> WORK INSTRUCTIONS
Return copies of the lines below that mention "colors".

== == ==

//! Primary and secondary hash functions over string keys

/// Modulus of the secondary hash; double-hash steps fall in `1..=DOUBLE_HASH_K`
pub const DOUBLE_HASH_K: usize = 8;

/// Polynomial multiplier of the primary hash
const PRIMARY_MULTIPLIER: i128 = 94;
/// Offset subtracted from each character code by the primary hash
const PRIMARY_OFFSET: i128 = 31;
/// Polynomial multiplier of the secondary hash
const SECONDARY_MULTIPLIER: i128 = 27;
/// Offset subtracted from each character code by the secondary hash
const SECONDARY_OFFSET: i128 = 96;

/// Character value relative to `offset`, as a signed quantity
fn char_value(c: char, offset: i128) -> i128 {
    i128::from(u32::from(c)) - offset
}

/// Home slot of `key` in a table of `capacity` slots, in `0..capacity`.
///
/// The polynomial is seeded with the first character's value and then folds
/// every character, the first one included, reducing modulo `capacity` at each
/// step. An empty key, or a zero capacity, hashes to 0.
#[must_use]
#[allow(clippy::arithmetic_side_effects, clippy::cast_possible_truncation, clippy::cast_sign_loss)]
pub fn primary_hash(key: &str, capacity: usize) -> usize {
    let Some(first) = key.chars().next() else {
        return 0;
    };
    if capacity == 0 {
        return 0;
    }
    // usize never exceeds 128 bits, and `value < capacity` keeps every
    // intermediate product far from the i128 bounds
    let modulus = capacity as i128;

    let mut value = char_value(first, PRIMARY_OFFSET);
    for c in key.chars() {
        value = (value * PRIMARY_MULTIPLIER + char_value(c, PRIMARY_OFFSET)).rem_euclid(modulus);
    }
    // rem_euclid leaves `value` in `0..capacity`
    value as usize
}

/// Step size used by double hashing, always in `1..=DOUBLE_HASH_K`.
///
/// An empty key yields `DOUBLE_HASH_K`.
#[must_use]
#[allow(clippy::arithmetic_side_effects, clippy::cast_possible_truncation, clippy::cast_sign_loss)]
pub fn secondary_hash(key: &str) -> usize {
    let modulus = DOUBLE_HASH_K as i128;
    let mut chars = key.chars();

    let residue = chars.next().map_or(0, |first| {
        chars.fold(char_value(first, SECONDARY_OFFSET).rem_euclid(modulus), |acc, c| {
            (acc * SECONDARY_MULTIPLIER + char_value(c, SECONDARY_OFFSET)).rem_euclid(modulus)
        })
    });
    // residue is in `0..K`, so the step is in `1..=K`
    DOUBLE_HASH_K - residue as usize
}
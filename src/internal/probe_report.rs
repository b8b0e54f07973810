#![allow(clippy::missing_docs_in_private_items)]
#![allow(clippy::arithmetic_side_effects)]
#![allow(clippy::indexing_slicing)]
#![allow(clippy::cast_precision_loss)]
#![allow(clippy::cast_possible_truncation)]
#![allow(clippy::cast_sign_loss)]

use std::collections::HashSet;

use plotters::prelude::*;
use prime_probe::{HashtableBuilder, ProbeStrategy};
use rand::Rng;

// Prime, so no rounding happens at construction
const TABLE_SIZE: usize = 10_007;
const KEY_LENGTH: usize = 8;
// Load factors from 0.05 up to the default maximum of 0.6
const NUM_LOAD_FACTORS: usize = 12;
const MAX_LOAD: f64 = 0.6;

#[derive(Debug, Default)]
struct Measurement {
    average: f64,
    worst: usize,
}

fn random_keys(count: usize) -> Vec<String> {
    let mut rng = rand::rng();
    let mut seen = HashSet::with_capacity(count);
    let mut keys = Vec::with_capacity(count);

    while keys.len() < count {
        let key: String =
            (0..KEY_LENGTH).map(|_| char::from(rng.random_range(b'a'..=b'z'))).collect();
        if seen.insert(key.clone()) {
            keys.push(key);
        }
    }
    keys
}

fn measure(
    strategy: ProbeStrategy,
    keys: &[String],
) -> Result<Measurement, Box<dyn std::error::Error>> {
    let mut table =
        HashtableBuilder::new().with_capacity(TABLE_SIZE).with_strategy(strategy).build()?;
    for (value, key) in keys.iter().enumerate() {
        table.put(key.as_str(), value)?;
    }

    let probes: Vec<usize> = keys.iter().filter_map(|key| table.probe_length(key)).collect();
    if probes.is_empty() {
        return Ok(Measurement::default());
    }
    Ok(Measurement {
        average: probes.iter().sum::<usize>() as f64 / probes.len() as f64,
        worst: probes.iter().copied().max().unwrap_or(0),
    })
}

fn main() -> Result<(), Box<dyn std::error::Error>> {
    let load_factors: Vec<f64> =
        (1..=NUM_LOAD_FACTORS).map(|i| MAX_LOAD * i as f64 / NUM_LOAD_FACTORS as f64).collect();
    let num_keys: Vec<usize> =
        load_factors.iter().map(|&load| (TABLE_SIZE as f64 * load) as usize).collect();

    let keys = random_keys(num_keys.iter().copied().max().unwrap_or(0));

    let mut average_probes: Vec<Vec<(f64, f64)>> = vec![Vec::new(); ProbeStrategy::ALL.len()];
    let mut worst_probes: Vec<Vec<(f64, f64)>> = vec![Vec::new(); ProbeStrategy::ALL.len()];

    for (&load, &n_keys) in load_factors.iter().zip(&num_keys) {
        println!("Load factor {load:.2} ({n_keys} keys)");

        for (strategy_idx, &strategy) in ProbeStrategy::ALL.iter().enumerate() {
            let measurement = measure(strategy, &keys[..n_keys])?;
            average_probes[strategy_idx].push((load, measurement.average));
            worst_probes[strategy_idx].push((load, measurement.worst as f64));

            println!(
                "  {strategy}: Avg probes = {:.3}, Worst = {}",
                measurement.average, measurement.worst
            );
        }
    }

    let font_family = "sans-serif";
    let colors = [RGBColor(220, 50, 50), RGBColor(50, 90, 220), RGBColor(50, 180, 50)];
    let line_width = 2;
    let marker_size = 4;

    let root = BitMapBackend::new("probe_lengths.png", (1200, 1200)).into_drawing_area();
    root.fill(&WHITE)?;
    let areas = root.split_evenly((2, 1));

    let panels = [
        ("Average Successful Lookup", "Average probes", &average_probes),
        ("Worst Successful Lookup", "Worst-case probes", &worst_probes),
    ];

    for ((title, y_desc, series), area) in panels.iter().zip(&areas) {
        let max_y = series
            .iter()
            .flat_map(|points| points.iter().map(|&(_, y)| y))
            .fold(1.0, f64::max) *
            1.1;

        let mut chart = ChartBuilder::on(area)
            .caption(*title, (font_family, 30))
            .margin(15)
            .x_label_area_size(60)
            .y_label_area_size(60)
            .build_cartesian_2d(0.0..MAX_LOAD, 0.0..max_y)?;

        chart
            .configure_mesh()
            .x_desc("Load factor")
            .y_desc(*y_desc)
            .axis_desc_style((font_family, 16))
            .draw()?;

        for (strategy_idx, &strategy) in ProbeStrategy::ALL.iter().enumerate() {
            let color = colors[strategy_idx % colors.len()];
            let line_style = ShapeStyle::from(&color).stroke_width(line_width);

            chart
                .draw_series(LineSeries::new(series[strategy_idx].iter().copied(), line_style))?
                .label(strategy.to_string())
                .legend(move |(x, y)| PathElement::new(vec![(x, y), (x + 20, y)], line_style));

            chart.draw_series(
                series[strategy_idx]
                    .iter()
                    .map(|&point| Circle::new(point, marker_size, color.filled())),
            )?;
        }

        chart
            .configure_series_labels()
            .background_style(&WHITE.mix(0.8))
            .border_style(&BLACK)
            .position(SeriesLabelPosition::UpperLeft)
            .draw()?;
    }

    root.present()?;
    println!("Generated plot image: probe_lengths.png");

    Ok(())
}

== == ==

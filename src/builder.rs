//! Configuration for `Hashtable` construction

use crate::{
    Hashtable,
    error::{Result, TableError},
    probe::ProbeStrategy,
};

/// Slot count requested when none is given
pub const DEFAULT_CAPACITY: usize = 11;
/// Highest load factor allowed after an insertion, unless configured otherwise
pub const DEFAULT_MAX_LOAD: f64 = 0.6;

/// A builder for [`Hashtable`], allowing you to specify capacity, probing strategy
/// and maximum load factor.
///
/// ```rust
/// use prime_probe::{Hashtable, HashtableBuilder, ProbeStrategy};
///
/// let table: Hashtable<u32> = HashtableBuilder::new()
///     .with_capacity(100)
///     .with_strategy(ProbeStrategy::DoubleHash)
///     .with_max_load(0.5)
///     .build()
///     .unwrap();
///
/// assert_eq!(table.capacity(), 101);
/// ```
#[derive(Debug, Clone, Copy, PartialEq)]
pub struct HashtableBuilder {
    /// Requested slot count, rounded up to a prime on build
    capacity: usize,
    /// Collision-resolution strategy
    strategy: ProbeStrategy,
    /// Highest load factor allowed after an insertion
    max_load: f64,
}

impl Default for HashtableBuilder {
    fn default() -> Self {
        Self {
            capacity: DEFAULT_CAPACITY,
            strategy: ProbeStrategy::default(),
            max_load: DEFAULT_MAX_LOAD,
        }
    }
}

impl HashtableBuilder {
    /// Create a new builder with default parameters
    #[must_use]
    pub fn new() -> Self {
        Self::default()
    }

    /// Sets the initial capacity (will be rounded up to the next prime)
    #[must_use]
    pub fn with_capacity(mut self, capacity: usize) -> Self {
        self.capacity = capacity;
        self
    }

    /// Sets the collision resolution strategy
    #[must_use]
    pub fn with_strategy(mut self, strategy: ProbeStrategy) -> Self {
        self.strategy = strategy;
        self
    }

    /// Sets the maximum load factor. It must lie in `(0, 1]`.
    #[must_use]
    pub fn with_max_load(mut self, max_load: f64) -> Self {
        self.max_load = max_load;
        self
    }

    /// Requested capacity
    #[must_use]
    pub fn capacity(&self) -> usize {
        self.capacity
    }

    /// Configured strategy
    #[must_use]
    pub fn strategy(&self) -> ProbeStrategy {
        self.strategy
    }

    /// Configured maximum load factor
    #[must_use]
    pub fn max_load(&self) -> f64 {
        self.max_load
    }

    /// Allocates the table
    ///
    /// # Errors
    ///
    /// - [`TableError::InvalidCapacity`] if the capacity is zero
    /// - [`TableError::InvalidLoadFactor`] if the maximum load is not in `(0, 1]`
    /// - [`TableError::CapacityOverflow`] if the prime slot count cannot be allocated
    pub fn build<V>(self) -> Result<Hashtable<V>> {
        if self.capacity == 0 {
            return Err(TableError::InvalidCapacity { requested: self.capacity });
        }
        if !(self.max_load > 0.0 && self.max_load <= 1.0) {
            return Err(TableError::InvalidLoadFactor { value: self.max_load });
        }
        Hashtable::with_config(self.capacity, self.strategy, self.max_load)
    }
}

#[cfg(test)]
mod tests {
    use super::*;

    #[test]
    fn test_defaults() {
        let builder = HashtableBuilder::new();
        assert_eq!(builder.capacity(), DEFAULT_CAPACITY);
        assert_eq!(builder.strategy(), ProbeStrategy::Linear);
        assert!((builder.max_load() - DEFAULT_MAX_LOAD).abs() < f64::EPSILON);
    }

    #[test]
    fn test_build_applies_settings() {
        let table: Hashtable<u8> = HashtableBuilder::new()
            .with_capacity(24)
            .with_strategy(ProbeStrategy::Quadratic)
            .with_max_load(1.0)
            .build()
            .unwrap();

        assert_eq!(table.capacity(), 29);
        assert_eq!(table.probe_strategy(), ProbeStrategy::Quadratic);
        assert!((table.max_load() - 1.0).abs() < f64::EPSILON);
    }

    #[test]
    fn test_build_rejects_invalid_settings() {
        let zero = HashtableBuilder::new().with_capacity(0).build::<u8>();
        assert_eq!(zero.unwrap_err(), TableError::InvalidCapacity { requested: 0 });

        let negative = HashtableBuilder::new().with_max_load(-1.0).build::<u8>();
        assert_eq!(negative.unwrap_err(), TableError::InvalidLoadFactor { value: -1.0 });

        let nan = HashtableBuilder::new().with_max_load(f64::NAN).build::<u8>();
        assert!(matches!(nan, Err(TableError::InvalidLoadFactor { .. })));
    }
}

== == ==

> ANSWER AREA
    let colors = [RGBColor(220, 50, 50), RGBColor(50, 90, 220), RGBColor(50, 180, 50)];
            let color = colors[strategy_idx % colors.len()];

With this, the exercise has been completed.